1901 design of steam locomotive

The South African Railways Class 6Z 2-6-4 of 1901 was a steam locomotive from the pre-Union era in the Cape of Good Hope.

In 1901, the Cape Government Railways placed four 6th Class steam locomotives with a 2-6-2 or 1′C1 Prairie type wheel arrangement in service. The engines were soon modified to a 2-6-4 Adriatic type wheel arrangement. In 1902, another four locomotives were placed in service, built with the 2-6-4 wheel arrangement. These latter four were the first tender locomotives in the world to be built with this wheel arrangement. In 1912, when they were assimilated into the South African Railways, these eight locomotives were renumbered and designated Class 6Z.

==Design==
The Cape 6th Class 2-6-4 locomotive was designed at the Salt River works of the Cape Government Railways (CGR). It was a further development of the very successful 6th Class 4-6-0 locomotive, based on the experience gained with the several British and American versions of the Class and incorporating features from both.

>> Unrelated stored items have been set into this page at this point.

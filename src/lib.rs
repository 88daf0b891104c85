pub mod cache;
pub mod config;
pub mod db;
pub mod embeddings;
pub mod error;
pub mod index;
pub mod ingest;
pub mod memory;
pub mod router;
pub mod server;
pub mod session;
pub mod sources;

pub use config::Config;
pub use error::{AskragError, Result};
pub use router::{AnswerRouter, AnswerSource, AskResult};
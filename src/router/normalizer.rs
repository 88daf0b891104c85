//! Turns a question into a title-like topic for encyclopedia lookup.

/// Topic used whenever the question is about the sitting US president.
const US_PRESIDENT_TOPIC: &str = "Current President of the United States";

/// Interrogative prefixes in priority order, with the suffix appended to the remainder.
const PREFIXES: &[(&str, &str)] = &[
    ("who is", ""),
    ("who was", ""),
    ("who founded", " founders"),
    ("what is", ""),
    ("what are", ""),
    ("when was", ""),
    ("where is", ""),
];

/// Normalize a question into an encyclopedia topic.
///
/// Matching is done on the lowercased question with trailing `?`, `!` and `.`
/// removed, so a stripped topic comes back lowercased. A question with no
/// recognized prefix is returned trimmed but otherwise unchanged, which makes
/// normalizing a topic a no-op.
pub fn normalize(question: &str) -> String {
    let q = question
        .trim()
        .trim_end_matches(['?', '!', '.'])
        .trim_end()
        .to_lowercase();

    if q.contains("president of usa") || q.contains("president of the united states") {
        return US_PRESIDENT_TOPIC.to_string();
    }

    for (prefix, suffix) in PREFIXES {
        if let Some(rest) = strip_word_prefix(&q, prefix) {
            return format!("{}{}", rest.trim(), suffix);
        }
    }

    question.trim().to_string()
}

/// Strip `prefix` only when it ends on a word boundary.
fn strip_word_prefix<'a>(text: &'a str, prefix: &str) -> Option<&'a str> {
    let rest = text.strip_prefix(prefix)?;
    match rest.chars().next() {
        None => Some(rest),
        Some(c) if c.is_whitespace() => Some(rest),
        Some(_) => None,
    }
}
pub mod embedding_cache;

pub use embedding_cache::EmbeddingCache;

The design began as an experimental redesign of the 6th Class with a bar frame and wide firebox and with a 2-6-2 Prairie type wheel arrangement.

===Bridle casting===
Good though the 6th Class 4-6-0 locomotives were, the requirement grew for larger and more powerful engines. At the time, it was becoming increasingly apparent that such locomotives would require fireboxes with appreciably larger grate areas. This was not possible with the existing type of frame on a Cape gauge locomotive where the firebox was arranged between the rearmost coupled wheels. Longer fireboxes were impractical since it would be accompanied by greater fatigue to firemen as well as difficulties in design. To arrange the firebox over the coupled wheels would be unsuitable for adoption on larger locomotives, given the limitation on the maximum height of the boiler centreline above the railhead which was in vogue at the time.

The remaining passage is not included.